In his concluding chapter Lewis returns to his defiant, unregretful gratitude for past happiness. He moves from grudging recognition of God’s goodness to explicit though feeble expression of real gladness. Attempting to recall his life before Joy, Lewis writes that his earlier happiness “seemed to me horrid … insipid. I find that I don’t want to go back and be happy again in that way. It frightens me to think that a mere going back should even be possible. For this fate would seem to me the worst of all, to reach a state in which my years of love and marriage would seem a charming episode—like a holiday.”

I know this fear well. Often it seems that my lingering grief is best summed up by one haunting line in Simon and Garfunkel’s song ‘America’: “Michigan seems like a dream to me now.” In time, all dreams are forgotten, but those whose grief is the loss of real and life-giving happiness don’t want to forget.

Just as Orpheus ventured all in attempting to recall his departed love, Eurydice, to life, I would give much to relive even one day of those years. This is as close as Lewis comes in A Grief Observed to defining something we might call ‘healing’ (he doesn’t use the term). The pain of loss does not subside; it can never. Gladness in recalling the past joy is deeper and more lasting, however. That may be as good as things get for most of us in this life. 

Lewis’s work has been a comfort to me, and I have long considered putting this in writing. I do so now partly at the urging of a friend who felt my thoughts might be of some benefit to others. That seems a rather conceited hope, frankly. I suppose this is mostly a cathartic exercise. After the three happiest of fat years, things appear to be ‘trending upward’ for my family at the close of three relatively lean ones. This symmetry suggests an apt moment for summative reflection.
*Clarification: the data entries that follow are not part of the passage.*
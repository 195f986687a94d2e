//! CLI display utilities for formatting output

use crate::core::styles::StyleRole;
use crate::plugin::api::{CategoryPath, PluginRef, PluginState};
use prettytable::{format, Cell, Row, Table};

/// Styled cell; the spec is ignored when color is off
fn cell(text: &str, role: StyleRole, use_color: bool) -> Cell {
    let cell = Cell::new(text);
    match role.to_prettytable_spec() {
        Some(spec) if use_color => cell.style_spec(&spec),
        _ => cell,
    }
}

fn titles(names: &[&str], use_color: bool) -> Row {
    Row::new(
        names
            .iter()
            .map(|name| cell(name, StyleRole::Header, use_color))
            .collect(),
    )
}

fn joined_categories(record: &PluginRef) -> String {
    record
        .categories()
        .iter()
        .map(ToString::to_string)
        .collect::<Vec<_>>()
        .join(", ")
}

/// One row per record: name, state, categories, source, description
pub fn plugin_table(records: &[PluginRef], use_color: bool) -> Table {
    let mut table = Table::new();
    table.set_format(*format::consts::FORMAT_CLEAN);
    table.set_titles(titles(
        &["Plugin", "State", "Categories", "Source", "Description"],
        use_color,
    ));

    for record in records {
        let state_role = match record.state() {
            PluginState::Enabled => StyleRole::Valid,
            PluginState::Disabled => StyleRole::Disabled,
        };
        table.add_row(Row::new(vec![
            cell(record.name(), StyleRole::Name, use_color),
            cell(&record.state().to_string(), state_role, use_color),
            cell(&joined_categories(record), StyleRole::Category, use_color),
            cell(record.source(), StyleRole::Value, use_color),
            cell(record.description(), StyleRole::Value, use_color),
        ]));
    }
    table
}

/// Category paths with the number of plugins each matches
pub fn category_table(categories: &[(CategoryPath, usize)], use_color: bool) -> Table {
    let mut table = Table::new();
    table.set_format(*format::consts::FORMAT_CLEAN);
    table.set_titles(titles(&["Category", "Plugins"], use_color));
    for (category, count) in categories {
        table.add_row(Row::new(vec![
            cell(&category.to_string(), StyleRole::Category, use_color),
            cell(&count.to_string(), StyleRole::Value, use_color),
        ]));
    }
    table
}

/// `key: value` lines describing one record
pub fn plugin_details(record: &PluginRef, use_color: bool) -> String {
    let key = |k: &str| StyleRole::Header.paint(&format!("{:<12}", k), use_color);
    let mut lines = vec![
        format!("{}{}", key("Name:"), StyleRole::Name.paint(record.name(), use_color)),
        format!("{}{}", key("State:"), record.state()),
        format!("{}{}", key("Source:"), record.source()),
        format!(
            "{}{}",
            key("Categories:"),
            StyleRole::Category.paint(&joined_categories(record), use_color)
        ),
    ];
    if !record.description().is_empty() {
        lines.push(format!("{}{}", key("Description:"), record.description()));
    }
    lines.join("\n")
}

/// Print a table, colorizing cells when requested
pub fn print_table(table: &Table, use_color: bool) -> std::io::Result<()> {
    table.print_tty(use_color).map(|_| ())
}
More, though, I would wish everyone with whom I shared those wonderful years to know how completely I loved each moment. The acuteness recedes, but properly speaking grief never heals. In some ways bitter resentment would be easier, but I can’t truly feel any such thing.

I will always wish to go back.

Author: Samuel Negus

Samuel Negus lives with his wife and daughter in beautiful Black Mountain, NC, where he teaches at the CreatEd Institute. He enjoys mostly simple things such as hiking, reading, conversation, cheese, beer, bread, and cheering for utterly disappointing sports teams. He writes when he thinks he has something worth conveying.

One Reply to “Observations on a Grief Observed”

  1. Oh, Sam — such humanly unforeseeable calamity in spirit, unless somehow enabled to become “understood” (albeit never possible to “explain”) — like Herbert’s “Prayer(I)” — can so easily lead to despondency, recrimination, or nihilism. Somehow, like Lewis, you have managed to reflect on it in such a way as to make the shared account of your own inscrutable experience redemptive for others. Hopkins’s poems “No worst, there is none” and “Margaret, are you grieving” are like that. I hope there is some measure of consolation in knowing what this means for others than yourself, however inextinguishable your own grief. But what a great loss to Hillsdale and its students — I’d take you over even a Victor Hanson Davis or Michael Anton any day!